-- Requirement --
The expected output is a verbatim reprint of the lines from the beginning of the data that follows through the line that contains "let child = sup.spawn(&spec).unwrap();".

Saved entries:

::::::::::

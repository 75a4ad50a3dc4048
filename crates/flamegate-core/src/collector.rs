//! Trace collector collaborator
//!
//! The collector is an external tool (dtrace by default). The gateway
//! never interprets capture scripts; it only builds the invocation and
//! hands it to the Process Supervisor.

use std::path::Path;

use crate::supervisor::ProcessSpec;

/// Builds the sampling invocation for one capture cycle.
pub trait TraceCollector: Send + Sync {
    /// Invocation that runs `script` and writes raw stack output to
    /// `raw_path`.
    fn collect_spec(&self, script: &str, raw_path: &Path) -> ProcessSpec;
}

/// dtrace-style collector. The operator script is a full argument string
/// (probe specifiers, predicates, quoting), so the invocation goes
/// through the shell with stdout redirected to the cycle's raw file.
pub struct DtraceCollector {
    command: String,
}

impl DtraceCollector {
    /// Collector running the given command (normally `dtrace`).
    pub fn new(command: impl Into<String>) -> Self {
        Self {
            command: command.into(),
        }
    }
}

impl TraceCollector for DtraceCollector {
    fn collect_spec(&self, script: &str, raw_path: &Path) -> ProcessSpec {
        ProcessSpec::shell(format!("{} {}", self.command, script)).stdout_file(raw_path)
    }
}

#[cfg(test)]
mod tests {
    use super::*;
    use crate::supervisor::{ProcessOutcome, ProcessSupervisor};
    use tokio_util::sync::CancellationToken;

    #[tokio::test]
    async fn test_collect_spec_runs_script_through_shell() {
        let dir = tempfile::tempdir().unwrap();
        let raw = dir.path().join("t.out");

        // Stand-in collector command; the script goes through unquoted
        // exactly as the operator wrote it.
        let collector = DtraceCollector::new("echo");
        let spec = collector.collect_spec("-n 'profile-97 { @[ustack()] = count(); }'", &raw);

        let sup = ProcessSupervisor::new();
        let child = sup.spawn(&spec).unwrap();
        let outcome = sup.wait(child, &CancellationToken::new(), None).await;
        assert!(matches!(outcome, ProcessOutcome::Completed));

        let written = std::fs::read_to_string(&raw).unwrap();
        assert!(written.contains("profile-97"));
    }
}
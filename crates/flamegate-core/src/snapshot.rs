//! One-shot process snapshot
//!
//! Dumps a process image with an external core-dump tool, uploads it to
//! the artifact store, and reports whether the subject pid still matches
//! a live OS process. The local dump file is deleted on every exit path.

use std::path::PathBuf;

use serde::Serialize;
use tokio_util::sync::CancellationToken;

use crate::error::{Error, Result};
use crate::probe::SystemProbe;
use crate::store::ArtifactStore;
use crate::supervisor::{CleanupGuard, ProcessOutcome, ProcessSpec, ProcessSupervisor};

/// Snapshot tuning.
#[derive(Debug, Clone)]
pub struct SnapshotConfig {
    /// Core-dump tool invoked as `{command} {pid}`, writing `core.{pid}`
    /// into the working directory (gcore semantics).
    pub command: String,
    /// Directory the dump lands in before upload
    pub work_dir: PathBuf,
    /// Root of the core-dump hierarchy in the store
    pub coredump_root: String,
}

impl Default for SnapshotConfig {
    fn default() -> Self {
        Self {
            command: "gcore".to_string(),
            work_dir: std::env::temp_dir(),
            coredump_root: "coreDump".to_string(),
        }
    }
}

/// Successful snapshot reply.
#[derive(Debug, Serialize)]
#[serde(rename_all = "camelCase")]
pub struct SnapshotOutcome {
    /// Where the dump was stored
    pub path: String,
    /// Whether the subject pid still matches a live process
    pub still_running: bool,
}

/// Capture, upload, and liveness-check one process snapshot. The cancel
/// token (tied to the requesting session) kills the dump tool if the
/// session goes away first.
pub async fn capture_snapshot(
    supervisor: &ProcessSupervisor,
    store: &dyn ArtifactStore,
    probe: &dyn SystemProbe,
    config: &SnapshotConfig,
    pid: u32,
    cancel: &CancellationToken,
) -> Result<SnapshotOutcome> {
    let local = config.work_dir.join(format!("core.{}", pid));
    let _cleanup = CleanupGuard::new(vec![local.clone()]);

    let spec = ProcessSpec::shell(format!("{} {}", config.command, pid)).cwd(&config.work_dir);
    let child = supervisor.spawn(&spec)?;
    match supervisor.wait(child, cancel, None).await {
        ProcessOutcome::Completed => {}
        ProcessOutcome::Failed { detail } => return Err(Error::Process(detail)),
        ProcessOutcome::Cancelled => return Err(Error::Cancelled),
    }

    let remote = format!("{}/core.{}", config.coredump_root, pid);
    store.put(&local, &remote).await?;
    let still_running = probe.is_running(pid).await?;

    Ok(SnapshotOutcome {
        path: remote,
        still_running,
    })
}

::::::::::

-- Finished task --
repository 75a4ad50a3dc4048
filename crates/flamegate-core/src/collector.rs
//! Trace collector collaborator
//!
//! The collector is an external tool (dtrace by default). The gateway
//! never interprets capture scripts; it only builds the invocation and
//! hands it to the Process Supervisor.

use std::path::Path;

use crate::supervisor::ProcessSpec;

/// Builds the sampling invocation for one capture cycle.
pub trait TraceCollector: Send + Sync {
    /// Invocation that runs `script` and writes raw stack output to
    /// `raw_path`.
    fn collect_spec(&self, script: &str, raw_path: &Path) -> ProcessSpec;
}

/// dtrace-style collector. The operator script is a full argument string
/// (probe specifiers, predicates, quoting), so the invocation goes
/// through the shell with stdout redirected to the cycle's raw file.
pub struct DtraceCollector {
    command: String,
}

impl DtraceCollector {
    /// Collector running the given command (normally `dtrace`).
    pub fn new(command: impl Into<String>) -> Self {
        Self {
            command: command.into(),
        }
    }
}

impl TraceCollector for DtraceCollector {
    fn collect_spec(&self, script: &str, raw_path: &Path) -> ProcessSpec {
        ProcessSpec::shell(format!("{} {}", self.command, script)).stdout_file(raw_path)
    }
}

#[cfg(test)]
mod tests {
    use super::*;
    use crate::supervisor::{ProcessOutcome, ProcessSupervisor};
    use tokio_util::sync::CancellationToken;

    #[tokio::test]
    async fn test_collect_spec_runs_script_through_shell() {
        let dir = tempfile::tempdir().unwrap();
        let raw = dir.path().join("t.out");

        // Stand-in collector command; the script goes through unquoted
        // exactly as the operator wrote it.
        let collector = DtraceCollector::new("echo");
        let spec = collector.collect_spec("-n 'profile-97 { @[ustack()] = count(); }'", &raw);

        let sup = ProcessSupervisor::new();
        let child = sup.spawn(&spec).unwrap();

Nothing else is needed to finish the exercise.